Detection threshold of the probe was first measured without masker and then with a spatially-varying masker using 3IFC. One of the intervals chosen at random contained the masker-probe signal while the other two intervals contained the masker only. The level of the probe started at 50% DR and adapted using a 2-down 1-up criterion. The amount of threshold elevation in dB was quantified as forward masking, which was calculated for each masker-probe separation condition. Each data point on the forward-masking function was then divided by peak masking (forward masking at 0 masker-probe separation) to remove the across-probe differences in masking decay at 10 ms [22]. The rate at which the normalized forward masking decays with the increasing probe-masker separation (slope) reveals the extent to which neural excitation produced by the probe overlaps with that produced by the masker (s). The forward masking slopes were calculated for both the apical and basal sides of the function by fitting a linear line to the amount of forward masking against the exact mm masker-probe spacing for each masker-probe separation condition (electrode spacing is not uniform for CI24RE and CI512). If forward masking decayed with increasing masker-probe separation in mm, the slope would be negative. It should be noted that a linear fit to the arbitrarily chosen masker-probe separations may not best describe the shape of all functions.
Experiment 2
Based on the results of Experiment 1, the strongest threshold-predictor for spatial selectivity was identified (i.e., 80-pps thresholds). For each tested, the threshold was then measured for the entire electrode array using MOA. The electrodes were rank ordered based on their thresholds. The electrode with the highest threshold was chosen without replacement from the array. If the electrode was immediately adjacent to any of the previously chosen ones, the electrode with the next highest threshold was considered until a total of five electrodes with high thresholds were identified. These electrodes were turned off in experimental map 1. Frequencies were automatically reallocated following deactivation.
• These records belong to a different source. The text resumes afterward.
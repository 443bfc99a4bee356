//! The in-memory demo dataset the CLI runs against: three related objects
//! (`Account`, `Contact`, `Opportunity`), their metadata, and the rows a
//! [`dsql_engine::driver::MockDriver`] hands back when the generated SQL
//! mentions one of their tables.

use std::collections::HashMap;

use dsql_engine::{
    DataType, FieldMetadata, InMemoryMetadata, ObjName, ObjectMetadata, Relationship, RelationshipKind, Row,
    Value,
};

fn field(field_name: &str, column_name: &str, data_type: DataType, nullable: bool, indexed: bool, selectivity: f64) -> FieldMetadata {
    FieldMetadata {
        field_name: field_name.into(),
        column_name: column_name.into(),
        data_type,
        nullable,
        indexed,
        selectivity,
    }
}

/// Builds the metadata catalog for `Account`/`Contact`/`Opportunity`.
pub fn metadata() -> InMemoryMetadata {
    let mut meta = InMemoryMetadata::new();

    let mut account_fields = HashMap::new();
    account_fields.insert("Id".into(), field("Id", "id", DataType::Id, false, true, 0.001));
    account_fields.insert("Name".into(), field("Name", "name", DataType::String, false, true, 0.2));
    account_fields.insert("Industry".into(), field("Industry", "industry", DataType::String, true, true, 0.1));
    account_fields.insert(
        "AnnualRevenue".into(),
        field("AnnualRevenue", "annual_revenue", DataType::Number, true, false, 0.3),
    );
    meta.insert(ObjectMetadata {
        object_name: ObjName::new("Account"),
        table_name: "accounts".into(),
        fields: account_fields,
        relationships: vec![
            Relationship {
                name: "Contacts".into(),
                target_object: ObjName::new("Contact"),
                foreign_key: "account_id".into(),
                referenced_key: "id".into(),
                kind: RelationshipKind::ChildrenOf,
            },
            Relationship {
                name: "Opportunities".into(),
                target_object: ObjName::new("Opportunity"),
                foreign_key: "account_id".into(),
                referenced_key: "id".into(),
                kind: RelationshipKind::ChildrenOf,
            },
        ],
        has_rls: true,
        estimated_row_count: 3,
    });

    let mut contact_fields = HashMap::new();
    contact_fields.insert("Id".into(), field("Id", "id", DataType::Id, false, true, 0.001));
    contact_fields.insert("Name".into(), field("Name", "name", DataType::String, false, true, 0.2));
    contact_fields.insert("Email".into(), field("Email", "email", DataType::String, true, true, 0.9));
    contact_fields.insert("AccountId".into(), field("AccountId", "account_id", DataType::Id, true, true, 0.3));
    meta.insert(ObjectMetadata {
        object_name: ObjName::new("Contact"),
        table_name: "contacts".into(),
        fields: contact_fields,
        relationships: vec![Relationship {
            name: "Account".into(),
            target_object: ObjName::new("Account"),
            foreign_key: "account_id".into(),
            referenced_key: "id".into(),
            kind: RelationshipKind::ParentOf,
        }],
        has_rls: false,
        estimated_row_count: 4,
    });

    let mut opportunity_fields = HashMap::new();
    opportunity_fields.insert("Id".into(), field("Id", "id", DataType::Id, false, true, 0.001));
    opportunity_fields.insert("Name".into(), field("Name", "name", DataType::String, false, true, 0.2));
    opportunity_fields.insert("Amount".into(), field("Amount", "amount", DataType::Number, true, false, 0.3));
    opportunity_fields.insert("StageName".into(), field("StageName", "stage_name", DataType::String, false, true, 0.2));
    opportunity_fields.insert("AccountId".into(), field("AccountId", "account_id", DataType::Id, true, true, 0.3));
    meta.insert(ObjectMetadata {
        object_name: ObjName::new("Opportunity"),
        table_name: "opportunities".into(),
        fields: opportunity_fields,
        relationships: vec![Relationship {
            name: "Account".into(),
            target_object: ObjName::new("Account"),
            foreign_key: "account_id".into(),
            referenced_key: "id".into(),
            kind: RelationshipKind::ParentOf,
        }],
        has_rls: false,
        estimated_row_count: 3,
    });

    meta
}

fn row(pairs: &[(&str, Value)]) -> Row {
    let mut r = Row::new();
    for (k, v) in pairs {
        r.insert((*k).to_string(), v.clone());
    }
    r
}

/// Registers the demo rows on a [`dsql_engine::driver::MockDriver`], keyed
/// by the table name that appears in a generated `FROM`/`JOIN` clause.
pub fn seed(driver: &mut dsql_engine::driver::MockDriver) {
    driver.fixture(
        "accounts",
        vec![
            row(&[
                ("id", Value::Int(1)),
                ("name", Value::Str("Acme Corp".into())),
                ("industry", Value::Str("Manufacturing".into())),
                ("annual_revenue", Value::Float(12_500_000.0)),
            ]),
            row(&[
                ("id", Value::Int(2)),
                ("name", Value::Str("Globex".into())),
                ("industry", Value::Str("Technology".into())),
                ("annual_revenue", Value::Float(48_000_000.0)),
            ]),
            row(&[
                ("id", Value::Int(3)),
                ("name", Value::Str("Initech".into())),
                ("industry", Value::Null),
                ("annual_revenue", Value::Null),
            ]),
        ],
    );

    driver.fixture(
        "contacts",
        vec![
            row(&[
                ("id", Value::Int(1)),
                ("name", Value::Str("Alice Nguyen".into())),
                ("email", Value::Str("alice@acme.example".into())),
                ("account_id", Value::Int(1)),
            ]),
            row(&[
                ("id", Value::Int(2)),
                ("name", Value::Str("Bob Wei".into())),
                ("email", Value::Str("bob@globex.example".into())),
                ("account_id", Value::Int(2)),
            ]),
        ],
    );

    driver.fixture(
        "opportunities",
        vec![
            row(&[
                ("id", Value::Int(1)),
                ("name", Value::Str("Acme renewal".into())),
                ("amount", Value::Float(75_000.0)),
                ("stage_name", Value::Str("Negotiation".into())),
                ("account_id", Value::Int(1)),
            ]),
            row(&[
                ("id", Value::Int(2)),
                ("name", Value::Str("Globex expansion".into())),
                ("amount", Value::Float(220_000.0)),
                ("stage_name", Value::Str("Closed Won".into())),
                ("account_id", Value::Int(2)),
            ]),
        ],
    );
}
The deactivation gave rise to an experimental map that was otherwise identical to the subjects’ everyday-use clinical map in terms of levels, volume, sensitivity, stimulation rate, mode, speech processing strategy, and smart sound settings. When there were electrodes that had already been deactivated in the clinical map due to impedance issues or perception discomfort, those electrodes remained deactivated in the experimental map. In addition, a control condition (experimental map 2) was created, where 5 randomly chosen electrodes that were also not immediately adjacent to each other were deactivated. Note that some of the randomly chosen electrodes overlapped with those selected for experimental map 1. Six ears were tested for experimental map 2. The subjects were asked to switch back and forth between the clinical and the experimental maps that were loaded on the processor to determine whether a volume adjustment was needed for either one. No subject required a volume increase for the experimental maps or the clinical map.
The maps were evaluated in random order for speech recognition in quiet and in noise. The order was kept blind to the subject but not to the experimenter. A speech reception threshold (SRT) for CUNY sentences [24] was measured twice for each map. The sentences were meaningful utterances that differed in length. The noise was a white noise amplitude modulated at 4 Hz with a 100% modulation depth. The level of the noise was kept at 55 dB (A) SPL with a raised cosine ramp applied to the onset and offset. The noise was presented alone for 1.5 sec before the target sentence, during the target, and for 0.5 sec alone after the target. The subjects were instructed to repeat the target sentence to the experimenter. The level of the target sentence started at 20 dB above the noise and adapted in step size of 2 dB based on the subject’s response. Following a one-down one-up criterion, the SRT corresponded to the 50% correct point on the psychometric function. Because the sentence level was adapted, at low signal to noise ratios (SNRs), it is possible that the threshold was underestimated. Four lists of CUNY sentences were used for measuring one SRT. There had not been a case where the number of sentences in the four lists was not sufficient for obtaining 12 reversals. The SNRs at the last 6 reversals was averaged and taken as the SRT. Speech recognition in quiet was evaluated using the TIMITs sentences [25]. The TIMIT corpus contains recordings of 630 speakers of eight major dialects of phonetically rich American English. The sentences provide very limited contextual information. The root mean square values of all sentences were equalized and presented at a level of 65 dB (A) SPL. For each condition, two different sentence lists each containing 20 sentences were used. The number of words that the subject repeated correctly was used to calculate the percent correct score for a given condition.
Results
Experiment 1
The monopolar detection thresholds of the low rate and long duration (LR), high rate and short duration (SD), and high rate and long duration (HR) stimuli are shown in Fig 1. The thresholds were compared to the traditional measure of spatial selectivity of neural excitation, i.e., slope of the forward-masking functions. The raw forward masking functions are shown in Fig 2. In Fig 3, the amount of forward masking for each probe-masker separation condition was normalized to that at the 0 probe-masker separation. Shift of peak masking, that is, the maximum amount of masking occurring at probe-masker separation other than 0 mm, was often observed. The peak shifting was more often seen for masking functions that were shallow than those that were steep. The normalized forward masking did not always decay linearly with the probe-masker separation, although for simplicity of data analysis, spatial selectivity was quantified by fitting linear slopes to the function. The slopes fit to the basal side of the masking function did not significantly differ from those fit to the apical side (p > 0.05), as revealed by an unequal-sample-size t test not assuming equal variances. For probe sites that were masked for both the apical and basal directions, the basal and apical slopes were averaged and the average was used as the measure of spatial selectivity for neural excitation.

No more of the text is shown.